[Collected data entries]
┌────────

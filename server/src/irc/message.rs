//! IRC Message Lines
//!
//! `[@tags] [:prefix] COMMAND [params...] [:trailing]`. Tags are accepted and
//! discarded.

use std::fmt;

/// One parsed or to-be-sent IRC line, without the CRLF terminator.
#[derive(Debug, Clone, PartialEq, Eq, Default)]
pub struct Message {
    pub prefix: Option<String>,
    pub command: String,
    /// Middle parameters.
    pub params: Vec<String>,
    /// Final `:`-introduced parameter, which may contain spaces.
    pub trailing: Option<String>,
}

impl Message {
    pub fn new(command: impl Into<String>) -> Self {
        Self {
            command: command.into(),
            ..Self::default()
        }
    }

    #[must_use]
    pub fn with_param(mut self, param: impl Into<String>) -> Self {
        self.params.push(param.into());
        self
    }

    #[must_use]
    pub fn with_trailing(mut self, trailing: impl Into<String>) -> Self {
        self.trailing = Some(trailing.into());
        self
    }

    /// Parse a line received from the server. Returns `None` for blank lines
    /// or lines without a command.
    pub fn parse(line: &str) -> Option<Self> {
        let mut rest = line.trim_end_matches(['\r', '\n']);

        if let Some(tagged) = rest.strip_prefix('@') {
            rest = tagged.split_once(' ').map_or("", |(_, r)| r);
        }
        rest = rest.trim_start_matches(' ');

        let prefix = match rest.strip_prefix(':') {
            Some(p) => {
                let (prefix, r) = p.split_once(' ')?;
                rest = r.trim_start_matches(' ');
                Some(prefix.to_string())
            }
            None => None,
        };

        let (command, mut rest) = rest.split_once(' ').unwrap_or((rest, ""));
        if command.is_empty() {
            return None;
        }

        let mut params = Vec::new();
        let mut trailing = None;
        loop {
            rest = rest.trim_start_matches(' ');
            if rest.is_empty() {
                break;
            }
            if let Some(t) = rest.strip_prefix(':') {
                trailing = Some(t.to_string());
                break;
            }
            match rest.split_once(' ') {
                Some((param, r)) => {
                    params.push(param.to_string());
                    rest = r;
                }
                None => {
                    params.push(rest.to_string());
                    break;
                }
            }
        }

        Some(Self {
            prefix,
            command: command.to_ascii_uppercase(),
            params,
            trailing,
        })
    }

    /// Last parameter, trailing or not.
    pub fn last_param(&self) -> Option<&str> {
        self.trailing
            .as_deref()
            .or_else(|| self.params.last().map(String::as_str))
    }

    /// Nickname part of the prefix (`nick!user@host`).
    pub fn source_nick(&self) -> Option<&str> {
        let prefix = self.prefix.as_deref()?;
        Some(prefix.split(['!', '@']).next().unwrap_or(prefix))
    }
}

impl fmt::Display for Message {
    fn fmt(&self, f: &mut fmt::Formatter<'_>) -> fmt::Result {
        if let Some(prefix) = &self.prefix {
            write!(f, ":{prefix} ")?;
        }
        f.write_str(&self.command)?;
        for param in &self.params {
            write!(f, " {param}")?;
        }
        if let Some(trailing) = &self.trailing {
            write!(f, " :{trailing}")?;
        }
        Ok(())
    }
}
//! API Router and Application State
//!
//! Central routing configuration and shared state.

use std::sync::Arc;
use std::time::Duration;

use axum::{
    extract::State,
    routing::{get, post},
    Json, Router,
};
use serde::Serialize;
use tower_http::{timeout::TimeoutLayer, trace::TraceLayer};

use crate::{config::Config, irc::ReadyLatch, secret::WebhookSecret, webhooks};

/// Per-request deadline, covering body upload.
pub const REQUEST_TIMEOUT: Duration = Duration::from_secs(10);

/// Largest accepted webhook body. Larger uploads are answered with 400.
pub const MAX_BODY_SIZE: usize = 5 * 1024 * 1024;

/// Shared application state.
#[derive(Clone)]
pub struct AppState {
    /// Server configuration
    pub config: Arc<Config>,
    /// HMAC key shared with GitHub
    pub secret: Arc<WebhookSecret>,
    /// Producer side of the delivery queue
    pub queue: webhooks::DeliveryQueue,
    /// Raised once the bot has joined its channel
    pub irc_ready: ReadyLatch,
}

impl AppState {
    /// Create new application state.
    #[must_use]
    pub fn new(
        config: Config,
        secret: WebhookSecret,
        queue: webhooks::DeliveryQueue,
        irc_ready: ReadyLatch,
    ) -> Self {
        Self {
            config: Arc::new(config),
            secret: Arc::new(secret),
            queue,
            irc_ready,
        }
    }
}

/// Create the main application router.
pub fn create_router(state: AppState) -> Router {
    Router::new()
        // Health check
        .route("/health", get(health_check))
        // GitHub deliveries
        .route(&state.config.webhook_path, post(webhooks::handlers::receive))
        // Middleware
        .layer(TraceLayer::new_for_http())
        .layer(TimeoutLayer::new(REQUEST_TIMEOUT))
        // State
        .with_state(state)
}

/// Health check response.
#[derive(Serialize)]
struct HealthResponse {
    /// Service status
    status: &'static str,
    /// Whether the bot has joined its IRC channel
    irc_ready: bool,
}

/// Health check endpoint.
async fn health_check(State(state): State<AppState>) -> Json<HealthResponse> {
    Json(HealthResponse {
        status: "ok",
        irc_ready: state.irc_ready.is_latched(),
    })
}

└────────

* Goal of the exercise
Copy out each line of the data in which the word "Clone" appears.

* Output of the task
#[derive(Debug, Clone, PartialEq, Eq, Default)]
#[derive(Clone)]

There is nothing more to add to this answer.